Let's also remember patient reports of increased suicidal thoughts when cholesterol drops. Beware those who plan to put statins in the water supply.

Update

A health warning is now planned for Statins: they may cause memory loss and diabetes.

Tuesday 9 August 2011

Socially responsible science

Scientists often say that science is neutral and aims to uncover layers of truth through research. If that were so, I doubt if we'd benefit from legislation and practice to protect our health. Some change requires an altruistic scientist to pursue the research and push for improved conditions.


Derek Bryce-Smith was a chemist with a social conscience. He died in June. Part of his work focussed on lead added to petrol to improve performance. He was concerned about the effects on children's brains and behaviour from the increase of lead in the environment resulting from the additive.

Much of the funding for research came from petrochemical companies and his colleagues were unhappy that money began to dry up as a result of his persistence and vocal opposition to leaded petrol.


Des Wilson, the New Zealand born activist, launched the Clear campaign in 1982 to ban lead from petrol. He remarked that Bryce-Smith was no politician and wanted an immediate ban, rather than phased withdrawal to cope with the lifetime of current car engines.

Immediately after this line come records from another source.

//! Deep structural equivalence.
//!
//! This module compares two arbitrary values for structural equality, as
//! opposed to reference or shallow `==` equality:
//! - values describe their structure via the [`Inspect`] trait (no
//!   reflection), producing a [`Shape`] tree with cycle markers,
//! - [`compare`] walks two shapes under [`EquivalenceOptions`] and yields
//!   one [`ComparisonFailure`] per mismatch found along a traversal path.
//!
//! The fluent entry point is `is_equivalent_to` on an assertion builder;
//! `compare`/`shape_of` are exposed for direct use.

mod compare;
mod inspect;

pub use compare::{
    compare, CollectionOrdering, Comparer, ComparisonFailure, EquivalenceOptions, EquivalencyKind,
    MemberKind,
};
pub use inspect::{shape_of, Inspect, Recorder, Scalar, Shape};
impl Inspect for str {
    fn inspect(&self, _rec: &mut Recorder) -> Shape {
        Shape::Scalar(Scalar::Str(self.to_string()))
    }
}

impl Inspect for String {
    fn inspect(&self, _rec: &mut Recorder) -> Shape {
        Shape::Scalar(Scalar::Str(self.clone()))
    }
}

impl Inspect for chrono::DateTime<chrono::Utc> {
    fn inspect(&self, _rec: &mut Recorder) -> Shape {
        Shape::Scalar(Scalar::Str(self.to_rfc3339()))
    }
}

impl<T: Inspect + ?Sized> Inspect for &T {
    fn identity(&self) -> Option<usize> {
        (**self).identity()
    }

    fn inspect(&self, rec: &mut Recorder) -> Shape {
        (**self).inspect(rec)
    }
}

impl<T: Inspect + ?Sized> Inspect for Box<T> {
    fn identity(&self) -> Option<usize> {
        (**self).identity()
    }

    fn inspect(&self, rec: &mut Recorder) -> Shape {
        (**self).inspect(rec)
    }
}

impl<T: Inspect> Inspect for Rc<T> {
    fn identity(&self) -> Option<usize> {
        Some(Rc::as_ptr(self).cast::<()>() as usize)
    }

    fn inspect(&self, rec: &mut Recorder) -> Shape {
        (**self).inspect(rec)
    }
}

impl<T: Inspect> Inspect for Arc<T> {
    fn identity(&self) -> Option<usize> {
        Some(Arc::as_ptr(self).cast::<()>() as usize)
    }

    fn inspect(&self, rec: &mut Recorder) -> Shape {
        (**self).inspect(rec)
    }
}

impl<T: Inspect> Inspect for std::rc::Weak<T> {
    fn inspect(&self, rec: &mut Recorder) -> Shape {
        match self.upgrade() {
            Some(strong) => rec.child(&strong),
            None => Shape::Null,
        }
    }
}

impl<T: Inspect> Inspect for std::sync::Weak<T> {
    fn inspect(&self, rec: &mut Recorder) -> Shape {
        match self.upgrade() {
            Some(strong) => rec.child(&strong),
            None => Shape::Null,
        }
    }
}

impl<T: Inspect> Inspect for RefCell<T> {
    fn identity(&self) -> Option<usize> {
        Some(self as *const Self as *const () as usize)
    }

    fn inspect(&self, rec: &mut Recorder) -> Shape {
        self.borrow().inspect(rec)
    }
}

impl<T: Inspect> Inspect for Option<T> {
    fn inspect(&self, rec: &mut Recorder) -> Shape {
        match self {
            Some(value) => rec.child(value),
            None => Shape::Null,
        }
    }
}

impl<T: Inspect> Inspect for [T] {
    fn inspect(&self, rec: &mut Recorder) -> Shape {
        let mut items = Vec::with_capacity(self.len());
        for item in self {
            items.push(rec.child(item));
        }
        Shape::Sequence(items)
    }
}

impl<T: Inspect, const N: usize> Inspect for [T; N] {
    fn inspect(&self, rec: &mut Recorder) -> Shape {
        self.as_slice().inspect(rec)
    }
}

impl<T: Inspect> Inspect for Vec<T> {
    fn inspect(&self, rec: &mut Recorder) -> Shape {
        self.as_slice().inspect(rec)
    }
}

impl<T: Inspect> Inspect for VecDeque<T> {
    fn inspect(&self, rec: &mut Recorder) -> Shape {
        let mut items = Vec::with_capacity(self.len());
        for item in self {
            items.push(rec.child(item));
        }
        Shape::Sequence(items)
    }
}

impl<A: Inspect, B: Inspect> Inspect for (A, B) {
    fn inspect(&self, rec: &mut Recorder) -> Shape {
        Shape::Sequence(vec![rec.child(&self.0), rec.child(&self.1)])
    }
}

impl<A: Inspect, B: Inspect, C: Inspect> Inspect for (A, B, C) {
    fn inspect(&self, rec: &mut Recorder) -> Shape {
        Shape::Sequence(vec![
            rec.child(&self.0),
            rec.child(&self.1),
            rec.child(&self.2),
        ])
    }
}

impl<A: Inspect, B: Inspect, C: Inspect, D: Inspect> Inspect for (A, B, C, D) {
    fn inspect(&self, rec: &mut Recorder) -> Shape {
        Shape::Sequence(vec![
            rec.child(&self.0),
            rec.child(&self.1),
            rec.child(&self.2),
            rec.child(&self.3),
        ])
    }
}

impl<K: fmt::Display, V: Inspect> Inspect for BTreeMap<K, V> {
    fn inspect(&self, rec: &mut Recorder) -> Shape {
        let mut entries = Vec::with_capacity(self.len());
        for (key, value) in self {
            entries.push((key.to_string(), rec.child(value)));
        }
        Shape::Map(entries)
    }
}

impl<K: fmt::Display, V: Inspect, S: BuildHasher> Inspect for HashMap<K, V, S> {
    fn inspect(&self, rec: &mut Recorder) -> Shape {
        let mut entries: Vec<(String, Shape)> = Vec::with_capacity(self.len());
        for (key, value) in self {
            entries.push((key.to_string(), rec.child(value)));
        }
        entries.sort_by(|(a, _), (b, _)| a.cmp(b));
        Shape::Map(entries)
    }
}

#[cfg(feature = "json")]
impl Inspect for serde_json::Value {
    fn inspect(&self, rec: &mut Recorder) -> Shape {
        match self {
            serde_json::Value::Null => Shape::Null,
            serde_json::Value::Bool(b) => Shape::Scalar(Scalar::Bool(*b)),
            serde_json::Value::Number(n) => {
                if let Some(i) = n.as_i64() {
                    Shape::Scalar(Scalar::Int(i128::from(i)))
                } else if let Some(u) = n.as_u64() {
                    Shape::Scalar(Scalar::Uint(u128::from(u)))
                } else {
                    Shape::Scalar(Scalar::Float(n.as_f64().unwrap_or(f64::NAN)))
                }
            }
            serde_json::Value::String(s) => Shape::Scalar(Scalar::Str(s.clone())),
            serde_json::Value::Array(items) => {
                let mut shapes = Vec::with_capacity(items.len());
                for item in items {
                    shapes.push(rec.child(item));
                }
                Shape::Sequence(shapes)
            }
            serde_json::Value::Object(entries) => {
                let mut shapes = Vec::with_capacity(entries.len());
                for (key, value) in entries {
                    shapes.push((key.clone(), rec.child(value)));
                }
                Shape::Map(shapes)
            }
        }
    }
}

#[cfg(test)]
mod tests {
    use super::*;

    #[test]
    fn test_scalar_shapes() {
        assert!(matches!(shape_of(&5i32), Shape::Scalar(Scalar::Int(5))));
        assert!(matches!(shape_of(&5u8), Shape::Scalar(Scalar::Uint(5))));
        assert!(matches!(shape_of(&true), Shape::Scalar(Scalar::Bool(true))));
        assert!(matches!(shape_of(&"hi"), Shape::Scalar(Scalar::Str(_))));
    }

    #[test]
    fn test_cross_width_integer_match() {
        assert!(Scalar::Int(3).matches(&Scalar::Uint(3)));
        assert!(!Scalar::Int(-1).matches(&Scalar::Uint(1)));
        assert!(!Scalar::Int(3).matches(&Scalar::Float(3.0)));
    }

    #[test]
    fn test_nan_matches_nan() {
        assert!(Scalar::Float(f64::NAN).matches(&Scalar::Float(f64::NAN)));
        assert!(!Scalar::Float(f64::NAN).matches(&Scalar::Float(0.0)));
    }

    #[test]
    fn test_option_and_sequence_shapes() {
        let none: Option<i32> = None;
        assert!(matches!(shape_of(&none), Shape::Null));

        match shape_of(&vec![1, 2, 3]) {
            Shape::Sequence(items) => assert_eq!(items.len(), 3),
            other => panic!("expected a sequence, got {other:?}"),
        }
    }

    #[test]
    fn test_structure_macro() {
        struct Point {
            x: i32,
            y: i32,
        }

        impl Inspect for Point {
            fn inspect(&self, rec: &mut Recorder) -> Shape {
                structure!(rec, "Point", { x: &self.x, y: &self.y })
            }
        }

        match shape_of(&Point { x: 1, y: 2 }) {
            Shape::Structure { type_name, fields } => {
                assert_eq!(type_name, "Point");
                assert_eq!(fields[0].0, "x");
                assert_eq!(fields[1].0, "y");
            }
            other => panic!("expected a structure, got {other:?}"),
        }
    }

    #[test]
    fn test_back_reference_becomes_cycle_marker() {
        struct Node {
            value: i32,
            parent: Option<std::rc::Weak<RefCell<Node>>>,
            children: Vec<Rc<RefCell<Node>>>,
        }

        impl Inspect for Node {
            fn inspect(&self, rec: &mut Recorder) -> Shape {
                structure!(rec, "Node", {
                    value: &self.value,
                    parent: &self.parent,
                    children: &self.children,
                })
            }
        }

        let parent = Rc::new(RefCell::new(Node {
            value: 1,
            parent: None,
            children: Vec::new(),
        }));
        let child = Rc::new(RefCell::new(Node {
            value: 2,
            parent: Some(Rc::downgrade(&parent)),
            children: Vec::new(),
        }));
        parent.borrow_mut().children.push(Rc::clone(&child));

        // Terminates, and the back-reference shows up as a cycle marker.
        let shape = shape_of(&parent);
        let rendered = format!("{shape:?}");
        assert!(rendered.contains("Cycle"));
    }

    #[test]
    fn test_describe_rendering() {
        assert_eq!(shape_of(&vec![1, 2]).describe(), "[1, 2]");
        assert_eq!(shape_of(&Some("a")).describe(), "\"a\"");
        let none: Option<i32> = None;
        assert_eq!(shape_of(&none).describe(), "null");
    }
}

Bryce-Smith's son believes that Derek's career was damaged by this work. He quoted his father as saying that if it turned out he'd made a mistake on the science of leaded petrol, he'd be forgiven, but if he was right, he'd never be forgiven.

Change is not easy. It requires persistence and personal sacrifice. Success involves a pragmatic outlook and some political compromise. Each individual has to weight the pros and cons to decide if the effort it worth it.

Pinchot believed that an intrapreneur needs to come to work each day willing to be fired. In today's world that translates as: be prepared to come to work each day willing to lose your funding or opportunities for career advancement.

Are we willing to do what we believe is right or take the easy road for the sake of security?